● TASK PROMPT:
For the string "Textfile", search the entries below and copy every line where it appears.

● DATASET ENTRIES:

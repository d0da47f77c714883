//! Schema model and YAML persistence.
//!
//! A [`Schema`] is the finished result of inference: the [`Layout`] of the
//! file, whether the first row holds column names, and one [`ColumnMeta`] per
//! column. The layout enum keeps separator-delimited and fixed-width
//! descriptions mutually exclusive.

use std::{
    fmt,
    fs::File,
    io::BufReader,
    path::Path,
    str::FromStr,
};

use anyhow::{Context, Result, anyhow, ensure};
use itertools::Itertools;
use serde::{Deserialize, Serialize};

use crate::{io_utils, yaml_provider};

pub const CURRENT_SCHEMA_VERSION: &str = "1.0.0";

/// Column width recorded for non-tabular content.
pub const NON_TABULAR_WIDTH: usize = 9999;

#[derive(Debug, Clone, Copy, PartialEq, Eq, Hash, Serialize, Deserialize)]
#[serde(try_from = "String", into = "String")]
pub enum ColumnType {
    String,
    Integer,
    Decimal,
    DateTime,
}

impl ColumnType {
    pub fn as_str(&self) -> &'static str {
        match self {
            ColumnType::String => "String",
            ColumnType::Integer => "Integer",
            ColumnType::Decimal => "Decimal",
            ColumnType::DateTime => "DateTime",
        }
    }

    pub fn variants() -> &'static [&'static str] {
        &["String", "Integer", "Decimal", "DateTime"]
    }
}

impl fmt::Display for ColumnType {
    fn fmt(&self, f: &mut fmt::Formatter<'_>) -> fmt::Result {
        f.write_str(self.as_str())
    }
}

impl FromStr for ColumnType {
    type Err = anyhow::Error;

    fn from_str(value: &str) -> Result<Self, Self::Err> {
        let normalized = value.trim().to_ascii_lowercase();
        match normalized.as_str() {
            "string" | "text" => Ok(ColumnType::String),
            "integer" | "int" => Ok(ColumnType::Integer),
            "decimal" | "numeric" => Ok(ColumnType::Decimal),
            "datetime" | "date-time" | "date" => Ok(ColumnType::DateTime),
            _ => Err(anyhow!(
                "Unknown column type '{value}'. Supported types: {}",
                ColumnType::variants().join(", ")
            )),
        }
    }
}

impl TryFrom<String> for ColumnType {
    type Error = anyhow::Error;

    fn try_from(value: String) -> Result<Self, Self::Error> {
        value.parse()
    }
}

impl From<ColumnType> for String {
    fn from(value: ColumnType) -> Self {
        value.as_str().to_string()
    }
}

/// What a non-tabular input appears to be.
#[derive(Debug, Clone, Copy, PartialEq, Eq, Serialize, Deserialize)]
pub enum ContentKind {
    #[serde(rename = "XML")]
    Xml,
    Binary,
    Textfile,
}

impl ContentKind {
    pub fn label(&self) -> &'static str {
        match self {
            ContentKind::Xml => "XML",
            ContentKind::Binary => "Binary",
            ContentKind::Textfile => "Textfile",
        }
    }
}

#[derive(Debug, Clone, PartialEq, Eq, Serialize, Deserialize)]
#[serde(tag = "kind", rename_all = "snake_case")]
pub enum Layout {
    Delimited {
        separator: char,
        #[serde(default, skip_serializing_if = "Option::is_none")]
        quote: Option<char>,
    },
    FixedWidth {
        widths: Vec<usize>,
    },
    NonTabular {
        #[serde(rename = "content")]
        kind: ContentKind,
    },
    Undetermined,
}

impl Layout {
    pub fn separator(&self) -> Option<char> {
        match self {
            Layout::Delimited { separator, .. } => Some(*separator),
            _ => None,
        }
    }

    pub fn quote(&self) -> Option<char> {
        match self {
            Layout::Delimited { quote, .. } => *quote,
            _ => None,
        }
    }

    pub fn field_widths(&self) -> Option<&[usize]> {
        match self {
            Layout::FixedWidth { widths } => Some(widths),
            _ => None,
        }
    }

    pub fn describe(&self) -> String {
        match self {
            Layout::Delimited { separator, quote } => {
                let quote = quote.map_or_else(|| "none".to_string(), |q| q.to_string());
                format!(
                    "delimited by '{}' (quote {quote})",
                    io_utils::printable_delimiter(*separator)
                )
            }
            Layout::FixedWidth { widths } => format!(
                "fixed width {}",
                widths.iter().join(",")
            ),
            Layout::NonTabular { kind } => format!("non-tabular ({})", kind.label()),
            Layout::Undetermined => "undetermined".to_string(),
        }
    }
}

#[derive(Debug, Clone, PartialEq, Eq, Serialize, Deserialize)]
pub struct ColumnMeta {
    pub name: String,
    pub index: usize,
    pub datatype: ColumnType,
    pub max_width: usize,
    #[serde(default, skip_serializing_if = "String::is_empty")]
    pub mask: String,
}

impl ColumnMeta {
    pub fn new(index: usize, name: impl Into<String>, datatype: ColumnType, max_width: usize) -> Self {
        Self {
            name: name.into(),
            index,
            datatype,
            max_width,
            mask: String::new(),
        }
    }
}

#[derive(Debug, Clone, PartialEq, Eq, Serialize, Deserialize)]
pub struct Schema {
    pub layout: Layout,
    #[serde(default)]
    pub has_header: bool,
    #[serde(default)]
    pub columns: Vec<ColumnMeta>,
    #[serde(default, skip_serializing_if = "Option::is_none")]
    pub schema_version: Option<String>,
}

impl Schema {
    pub fn new(layout: Layout, has_header: bool, columns: Vec<ColumnMeta>) -> Self {
        Self {
            layout,
            has_header,
            columns,
            schema_version: None,
        }
    }

    /// Single String column named after the content kind.
    pub fn non_tabular(kind: ContentKind) -> Self {
        Self::new(
            Layout::NonTabular { kind },
            false,
            vec![ColumnMeta::new(
                0,
                kind.label(),
                ColumnType::String,
                NON_TABULAR_WIDTH,
            )],
        )
    }

    pub fn undetermined() -> Self {
        Self::new(Layout::Undetermined, false, Vec::new())
    }

    pub fn separator(&self) -> Option<char> {
        self.layout.separator()
    }

    pub fn quote(&self) -> Option<char> {
        self.layout.quote()
    }

    pub fn field_widths(&self) -> Option<&[usize]> {
        self.layout.field_widths()
    }

    pub fn column_index(&self, name: &str) -> Option<usize> {
        self.columns.iter().position(|c| c.name == name)
    }

    pub fn headers(&self) -> Vec<String> {
        self.columns.iter().map(|c| c.name.clone()).collect()
    }

    pub fn validate(&self) -> Result<()> {
        for (position, column) in self.columns.iter().enumerate() {
            ensure!(
                column.index == position,
                "Column '{}' has index {} but appears at position {position}",
                column.name,
                column.index
            );
        }
        match &self.layout {
            Layout::FixedWidth { widths } => ensure!(
                !widths.is_empty() && !widths.contains(&0),
                "Fixed-width layout needs positive widths"
            ),
            Layout::Delimited { separator, quote } => {
                io_utils::ascii_byte(*separator, "Separator")?;
                if let Some(quote) = quote {
                    io_utils::ascii_byte(*quote, "Quote character")?;
                }
            }
            Layout::NonTabular { .. } | Layout::Undetermined => {}
        }
        Ok(())
    }

    /// Writes the schema as YAML, or as JSON when the path ends in `.json`.
    pub fn save(&self, path: &Path) -> Result<()> {
        let schema = self.versioned();
        if is_json_path(path) {
            let file =
                File::create(path).with_context(|| format!("Creating schema file {path:?}"))?;
            return serde_json::to_writer_pretty(file, &schema)
                .with_context(|| format!("Writing schema JSON {path:?}"));
        }
        yaml_provider::save_to_path(path, &schema)
            .with_context(|| format!("Writing schema file {path:?}"))
    }

    pub fn to_yaml_string(&self) -> Result<String> {
        yaml_provider::to_string(&self.versioned()).context("Serializing schema to YAML string")
    }

    pub fn load(path: &Path) -> Result<Self> {
        let schema: Schema = if is_json_path(path) {
            let file = File::open(path).with_context(|| format!("Opening schema file {path:?}"))?;
            serde_json::from_reader(BufReader::new(file))
                .with_context(|| format!("Parsing schema JSON {path:?}"))?
        } else {
            yaml_provider::load_from_path(path)
                .with_context(|| format!("Loading schema file {path:?}"))?
        };
        schema.validate()?;
        Ok(schema)
    }

    fn versioned(&self) -> Schema {
        let mut schema = self.clone();
        if schema.schema_version.is_none() {
            schema.schema_version = Some(CURRENT_SCHEMA_VERSION.to_string());
        }
        schema
    }
}

fn is_json_path(path: &Path) -> bool {
    path.extension()
        .and_then(|ext| ext.to_str())
        .is_some_and(|ext| ext.eq_ignore_ascii_case("json"))
}

#[cfg(test)]
mod tests {
    use super::*;
    use tempfile::tempdir;

    fn sample_schema() -> Schema {
        let mut date = ColumnMeta::new(2, "when", ColumnType::DateTime, 10);
        date.mask = "yyyy-MM-dd".to_string();
        Schema::new(
            Layout::Delimited {
                separator: '\t',
                quote: Some('"'),
            },
            true,
            vec![
                ColumnMeta::new(0, "id", ColumnType::Integer, 3),
                ColumnMeta::new(1, "name", ColumnType::String, 12),
                date,
            ],
        )
    }

    #[test]
    fn column_type_parses_aliases() {
        assert_eq!("int".parse::<ColumnType>().unwrap(), ColumnType::Integer);
        assert_eq!(" DateTime ".parse::<ColumnType>().unwrap(), ColumnType::DateTime);
        let err = "blob".parse::<ColumnType>().unwrap_err();
        assert!(err.to_string().contains("Supported types"));
    }

    #[test]
    fn layout_accessors_are_exclusive() {
        let fixed = Layout::FixedWidth {
            widths: vec![3, 4],
        };
        assert_eq!(fixed.separator(), None);
        assert_eq!(fixed.field_widths(), Some(&[3, 4][..]));
        let schema = sample_schema();
        assert_eq!(schema.separator(), Some('\t'));
        assert_eq!(schema.quote(), Some('"'));
        assert_eq!(schema.field_widths(), None);
    }

    #[test]
    fn non_tabular_schema_has_single_wide_column() {
        let schema = Schema::non_tabular(ContentKind::Xml);
        assert_eq!(schema.columns.len(), 1);
        assert_eq!(schema.columns[0].name, "XML");
        assert_eq!(schema.columns[0].max_width, NON_TABULAR_WIDTH);
        assert!(!schema.has_header);
    }

    #[test]
    fn schema_round_trips_through_yaml_file() {
        let dir = tempdir().expect("temp dir");
        let path = dir.path().join("schema.yml");
        let schema = sample_schema();
        schema.save(&path).expect("save schema");
        let loaded = Schema::load(&path).expect("load schema");
        assert_eq!(loaded.layout, schema.layout);
        assert_eq!(loaded.columns, schema.columns);
        assert_eq!(loaded.schema_version.as_deref(), Some(CURRENT_SCHEMA_VERSION));
    }

    #[test]
    fn yaml_uses_layout_kind_tag() {
        let yaml = sample_schema().to_yaml_string().expect("yaml");
        assert!(yaml.contains("kind: delimited"));
        assert!(yaml.contains("datatype: DateTime"));
        assert!(yaml.contains("mask: yyyy-MM-dd"));
    }

    #[test]
    fn load_rejects_non_contiguous_indices() {
        let dir = tempdir().expect("temp dir");
        let path = dir.path().join("bad.yml");
        let mut schema = sample_schema();
        schema.columns[1].index = 5;
        yaml_provider::save_to_path(&path, &schema).expect("write yaml");
        let err = Schema::load(&path).expect_err("bad indices");
        assert!(format!("{err:#}").contains("index 5"));
    }

    #[test]
    fn load_rejects_non_ascii_separator() {
        let dir = tempdir().expect("temp dir");
        let path = dir.path().join("wide.yml");
        let mut schema = sample_schema();
        schema.layout = Layout::Delimited {
            separator: '§',
            quote: Some('"'),
        };
        yaml_provider::save_to_path(&path, &schema).expect("write yaml");
        let err = Schema::load(&path).expect_err("wide separator");
        assert!(format!("{err:#}").contains("not an ASCII character"));
    }

    #[test]
    fn json_extension_selects_json_format() {
        let dir = tempdir().expect("temp dir");
        let path = dir.path().join("schema.json");
        let schema = sample_schema();
        schema.save(&path).expect("save json");
        let text = std::fs::read_to_string(&path).expect("read json");
        assert!(text.trim_start().starts_with('{'));
        assert!(text.contains("\"kind\": \"delimited\""));
        let loaded = Schema::load(&path).expect("load json");
        assert_eq!(loaded.columns, schema.columns);
        assert_eq!(loaded.schema_version.as_deref(), Some(CURRENT_SCHEMA_VERSION));
    }
}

● SOLUTION BELOW:
    Textfile,
            ContentKind::Textfile => "Textfile",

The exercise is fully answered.